Drama - Coming of Age - Music
South Africa - Switzerland
Enoch Sithole has one hope: that his son, Khuthala, will take over the family laundry. But this is 1968, and in apartheid South Africa, the state is systematically dismantling Black businesses. As the government tightens its grip, Enoch is forced to bend the rules to keep the laundry running. When those efforts backfire and he’s arrested, the burden falls to Khuthala.
But Khuthala wants no part of it. He’s made his position clear. The laundry is his father’s dream — not his. His heart belongs to music, to jazz, and to a band on the verge of touring the United States. He throws himself into chasing that dream, neglecting the business as it begins to unravel.
Still, Khuthala’s talent and drive earn the respect of the musicians, one of whom entrusts him with a set of banned recordings — songs that expose the brutal realities of life under apartheid. Then everything shifts.

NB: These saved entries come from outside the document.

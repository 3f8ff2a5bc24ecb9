use std::collections::BTreeSet;

use keel_crypto::{Hash, Keypair, PublicKey};
use keel_types::{StoreDir, StorePath};
use serde::{Deserialize, Serialize};

use crate::error::{StoreError, StoreResult};

/// Size of the smallest archive the NAR grammar can produce (an empty
/// directory).
pub const MIN_NAR_SIZE: u64 = 96;

/// Unvalidated metadata exactly as a provider stores it.
///
/// Hashes and paths are plain strings here; [`PathInfo::from_raw`] turns a
/// raw record into a verified one.
#[derive(Clone, Debug, Default, PartialEq, Eq, Serialize, Deserialize)]
pub struct RawPathInfo {
    /// Typed NAR hash, e.g. `sha256:<digest>`.
    pub nar_hash: String,
    pub nar_size: u64,
    /// Base names of referenced store paths.
    #[serde(default)]
    pub references: Vec<String>,
    #[serde(default)]
    pub signatures: Vec<String>,
    #[serde(default, skip_serializing_if = "Option::is_none")]
    pub deriver: Option<String>,
    #[serde(default, skip_serializing_if = "Option::is_none")]
    pub content_address: Option<String>,
}

impl RawPathInfo {
    /// A raw record with the given hash and size and nothing else.
    pub fn new(nar_hash: &Hash, nar_size: u64) -> Self {
        Self {
            nar_hash: nar_hash.to_typed_base32(),
            nar_size,
            ..Self::default()
        }
    }

    pub fn with_references<'a>(mut self, refs: impl IntoIterator<Item = &'a StorePath>) -> Self {
        self.references = refs.into_iter().map(|p| p.base_name().to_owned()).collect();
        self
    }

    pub fn with_deriver(mut self, deriver: &StorePath) -> Self {
        self.deriver = Some(deriver.base_name().to_owned());
        self
    }

    pub fn with_signature(mut self, signature: impl Into<String>) -> Self {
        self.signatures.push(signature.into());
        self
    }

    pub fn with_content_address(mut self, ca: impl Into<String>) -> Self {
        self.content_address = Some(ca.into());
        self
    }
}

/// Verified provenance record for one store object.
///
/// Produced on demand from a provider's [`RawPathInfo`] and never mutated
/// afterwards. Every `PathInfo` in circulation has passed the checks in
/// [`PathInfo::from_raw`].
#[derive(Clone, Debug, PartialEq, Eq, Serialize)]
pub struct PathInfo {
    path: StorePath,
    nar_hash: Hash,
    nar_size: u64,
    references: BTreeSet<StorePath>,
    signatures: Vec<String>,
    #[serde(skip_serializing_if = "Option::is_none")]
    deriver: Option<StorePath>,
    #[serde(skip_serializing_if = "Option::is_none")]
    content_address: Option<String>,
}

impl PathInfo {
    /// Validate a raw record for `path`.
    ///
    /// Any inconsistency is reported as [`StoreError::Corruption`]: the
    /// provider handed back metadata that cannot describe a real object.
    pub fn from_raw(path: StorePath, raw: RawPathInfo) -> StoreResult<Self> {
        let nar_hash = Hash::from_typed(&raw.nar_hash).map_err(|e| {
            StoreError::corruption(&path, format!("bad nar hash {:?}: {e}", raw.nar_hash))
        })?;

        if raw.nar_size < MIN_NAR_SIZE {
            return Err(StoreError::corruption(
                &path,
                format!("nar size {} is below the minimum of {MIN_NAR_SIZE}", raw.nar_size),
            ));
        }
        if raw.nar_size % 8 != 0 {
            return Err(StoreError::corruption(
                &path,
                format!("nar size {} is not a multiple of 8", raw.nar_size),
            ));
        }

        let references = raw
            .references
            .iter()
            .map(|r| {
                StorePath::from_base_name(r.as_str())
                    .map_err(|e| StoreError::corruption(&path, format!("bad reference: {e}")))
            })
            .collect::<StoreResult<BTreeSet<_>>>()?;

        let deriver = raw
            .deriver
            .as_deref()
            .filter(|d| !d.is_empty())
            .map(|d| {
                StorePath::from_base_name(d)
                    .map_err(|e| StoreError::corruption(&path, format!("bad deriver: {e}")))
            })
            .transpose()?;

        let mut signatures: Vec<String> = Vec::with_capacity(raw.signatures.len());
        for sig in raw.signatures {
            if !signatures.contains(&sig) {
                signatures.push(sig);
            }
        }

        let content_address = raw.content_address.filter(|ca| !ca.is_empty());

        Ok(Self {
            path,
            nar_hash,
            nar_size: raw.nar_size,
            references,
            signatures,
            deriver,
            content_address,
        })
    }

    /// Convert back to the provider's storage form.
    pub fn to_raw(&self) -> RawPathInfo {
        RawPathInfo {
            nar_hash: self.nar_hash.to_typed_base32(),
            nar_size: self.nar_size,
            references: self
                .references
                .iter()
                .map(|p| p.base_name().to_owned())
                .collect(),
            signatures: self.signatures.clone(),
            deriver: self.deriver.as_ref().map(|d| d.base_name().to_owned()),
            content_address: self.content_address.clone(),
        }
    }

    pub fn path(&self) -> &StorePath {
        &self.path
    }

    pub fn nar_hash(&self) -> &Hash {
        &self.nar_hash
    }

    pub fn nar_size(&self) -> u64 {
        self.nar_size
    }

    pub fn references(&self) -> &BTreeSet<StorePath> {
        &self.references
    }

    /// Signatures in first-seen order, duplicates removed.
    pub fn signatures(&self) -> &[String] {
        &self.signatures
    }

    pub fn deriver(&self) -> Option<&StorePath> {
        self.deriver.as_ref()
    }

    pub fn content_address(&self) -> Option<&str> {
        self.content_address.as_deref()
    }

    pub fn is_content_addressed(&self) -> bool {
        self.content_address.is_some()
    }

    pub fn references_self(&self) -> bool {
        self.references.contains(&self.path)
    }

    /// The string signatures are computed over.
    pub fn fingerprint(&self, store_dir: &StoreDir) -> String {
        let full = |p: &StorePath| store_dir.full_path(p).to_string_lossy().into_owned();
        let refs: Vec<String> = self.references.iter().map(full).collect();
        format!(
            "1;{};{};{};{}",
            full(&self.path),
            self.nar_hash.to_typed_base32(),
            self.nar_size,
            refs.join(",")
        )
    }

    /// Whether any recorded signature verifies under `key`.
    pub fn is_signed_by(&self, store_dir: &StoreDir, key: &PublicKey) -> bool {
        let fingerprint = self.fingerprint(store_dir);
        self.signatures
            .iter()
            .any(|sig| key.verify(fingerprint.as_bytes(), sig).is_ok())
    }

    /// Produce a signature for this record. The record itself is not changed;
    /// callers store the signature through their provider.
    pub fn sign(&self, store_dir: &StoreDir, keypair: &Keypair) -> String {
        keypair.sign(self.fingerprint(store_dir).as_bytes())
    }
}

#[cfg(test)]
mod tests {
    use super::*;

    const HELLO: &str = "3c8kxlpkawfdhbnkfrp1k9kah9ykhjgn-hello-2.12";
    const GLIBC: &str = "0wydqkbgvnfxwbxkcy2hcnvyhcjf0l7z-glibc-2.38";
    const DRV: &str = "ll3jrlr0ys6qxr1sbsjmfi5gbc8w9wk4-hello-2.12.drv";

    fn path(base: &str) -> StorePath {
        StorePath::from_base_name(base).unwrap()
    }

    fn raw() -> RawPathInfo {
        RawPathInfo::new(&Hash::sha256_from_bytes(b"hello"), 1024)
    }

    // -----------------------------------------------------------------------
    // Validation
    // -----------------------------------------------------------------------

    #[test]
    fn from_raw_accepts_valid_record() {
        let raw = raw()
            .with_references([&path(GLIBC), &path(HELLO)])
            .with_deriver(&path(DRV));
        let info = PathInfo::from_raw(path(HELLO), raw).unwrap();
        assert_eq!(info.path(), &path(HELLO));
        assert_eq!(info.nar_size(), 1024);
        assert_eq!(info.references().len(), 2);
        assert!(info.references_self());
        assert_eq!(info.deriver(), Some(&path(DRV)));
        assert!(!info.is_content_addressed());
    }

    #[test]
    fn from_raw_accepts_hex_hash() {
        let hash = Hash::sha256_from_bytes(b"hello");
        let raw = RawPathInfo {
            nar_hash: hash.to_typed_base16(),
            nar_size: 96,
            ..RawPathInfo::default()
        };
        let info = PathInfo::from_raw(path(HELLO), raw).unwrap();
        assert_eq!(info.nar_hash(), &hash);
    }

    #[test]
    fn from_raw_rejects_bad_hash() {
        let raw = RawPathInfo {
            nar_hash: "md5:abcd".into(),
            nar_size: 96,
            ..RawPathInfo::default()
        };
        let err = PathInfo::from_raw(path(HELLO), raw).unwrap_err();
        assert!(matches!(err, StoreError::Corruption { .. }));
    }

    #[test]
    fn from_raw_rejects_impossible_sizes() {
        for size in [0, 8, 88, 97, 1001] {
            let raw = RawPathInfo {
                nar_size: size,
                ..raw()
            };
            let err = PathInfo::from_raw(path(HELLO), raw).unwrap_err();
            assert!(matches!(err, StoreError::Corruption { .. }), "size {size}");
        }
    }

    #[test]
    fn from_raw_rejects_bad_reference() {
        let mut raw = raw();
        raw.references.push("not-a-store-path".into());
        let err = PathInfo::from_raw(path(HELLO), raw).unwrap_err();
        assert!(err.to_string().contains("bad reference"));
    }

    #[test]
    fn from_raw_rejects_bad_deriver() {
        let mut raw = raw();
        raw.deriver = Some("/nix/store/whatever".into());
        let err = PathInfo::from_raw(path(HELLO), raw).unwrap_err();
        assert!(err.to_string().contains("bad deriver"));
    }

    #[test]
    fn empty_optional_strings_normalize_to_none() {
        let mut raw = raw();
        raw.deriver = Some(String::new());
        raw.content_address = Some(String::new());
        let info = PathInfo::from_raw(path(HELLO), raw).unwrap();
        assert_eq!(info.deriver(), None);
        assert_eq!(info.content_address(), None);
    }

    #[test]
    fn signatures_keep_order_and_drop_duplicates() {
        let raw = raw()
            .with_signature("b:BBBB")
            .with_signature("a:AAAA")
            .with_signature("b:BBBB");
        let info = PathInfo::from_raw(path(HELLO), raw).unwrap();
        assert_eq!(info.signatures(), ["b:BBBB", "a:AAAA"]);
    }

    #[test]
    fn to_raw_round_trips() {
        let raw = raw()
            .with_references([&path(GLIBC)])
            .with_deriver(&path(DRV))
            .with_content_address("fixed:r:sha256:abc");
        let info = PathInfo::from_raw(path(HELLO), raw).unwrap();
        let again = PathInfo::from_raw(path(HELLO), info.to_raw()).unwrap();
        assert_eq!(info, again);
    }

    // -----------------------------------------------------------------------
    // Fingerprint and signatures
    // -----------------------------------------------------------------------

    #[test]
    fn fingerprint_format() {
        let hash = Hash::sha256_from_bytes(b"hello");
        let raw = RawPathInfo::new(&hash, 1024).with_references([&path(HELLO), &path(GLIBC)]);
        let info = PathInfo::from_raw(path(HELLO), raw).unwrap();
        let fp = info.fingerprint(&StoreDir::default());
        assert_eq!(
            fp,
            format!(
                "1;/nix/store/{HELLO};{};1024;/nix/store/{GLIBC},/nix/store/{HELLO}",
                hash.to_typed_base32()
            )
        );
    }

    #[test]
    fn fingerprint_without_references_ends_with_separator() {
        let info = PathInfo::from_raw(path(HELLO), raw()).unwrap();
        assert!(info.fingerprint(&StoreDir::default()).ends_with(";1024;"));
    }

    #[test]
    fn sign_and_check_signature() {
        let dir = StoreDir::default();
        let keypair = Keypair::generate("cache.example.org-1").unwrap();
        let unsigned = PathInfo::from_raw(path(HELLO), raw()).unwrap();
        let sig = unsigned.sign(&dir, &keypair);

        let signed = PathInfo::from_raw(path(HELLO), raw().with_signature(sig)).unwrap();
        assert!(signed.is_signed_by(&dir, &keypair.to_public_key()));
        assert!(!unsigned.is_signed_by(&dir, &keypair.to_public_key()));

        let other = Keypair::generate("other-1").unwrap();
        assert!(!signed.is_signed_by(&dir, &other.to_public_key()));
    }

    #[test]
    fn signature_does_not_cover_other_store_dir() {
        let keypair = Keypair::generate("cache-1").unwrap();
        let info = PathInfo::from_raw(path(HELLO), raw()).unwrap();
        let sig = info.sign(&StoreDir::default(), &keypair);
        let signed = PathInfo::from_raw(path(HELLO), raw().with_signature(sig)).unwrap();
        let elsewhere = StoreDir::new("/opt/store").unwrap();
        assert!(!signed.is_signed_by(&elsewhere, &keypair.to_public_key()));
    }

    #[test]
    fn raw_info_json_defaults() {
        let json = format!(
            r#"{{"nar_hash":"{}","nar_size":96}}"#,
            Hash::sha256_from_bytes(b"").to_typed_base32()
        );
        let raw: RawPathInfo = serde_json::from_str(&json).unwrap();
        assert!(raw.references.is_empty());
        assert!(raw.signatures.is_empty());
        assert_eq!(raw.deriver, None);
    }
}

After witnessing his father’s savage beating at the hands of prison guards, Khuthala is forced to see the system for what it truly is. In desperation, he trades the recordings for his father’s freedom — betraying his friends, and the very dream he was fighting for. But apartheid takes everything anyway. The family is left broken. The laundry is lost. And Khuthala, who once believed in music as salvation, is left to confront a world where the cost of survival is far too high.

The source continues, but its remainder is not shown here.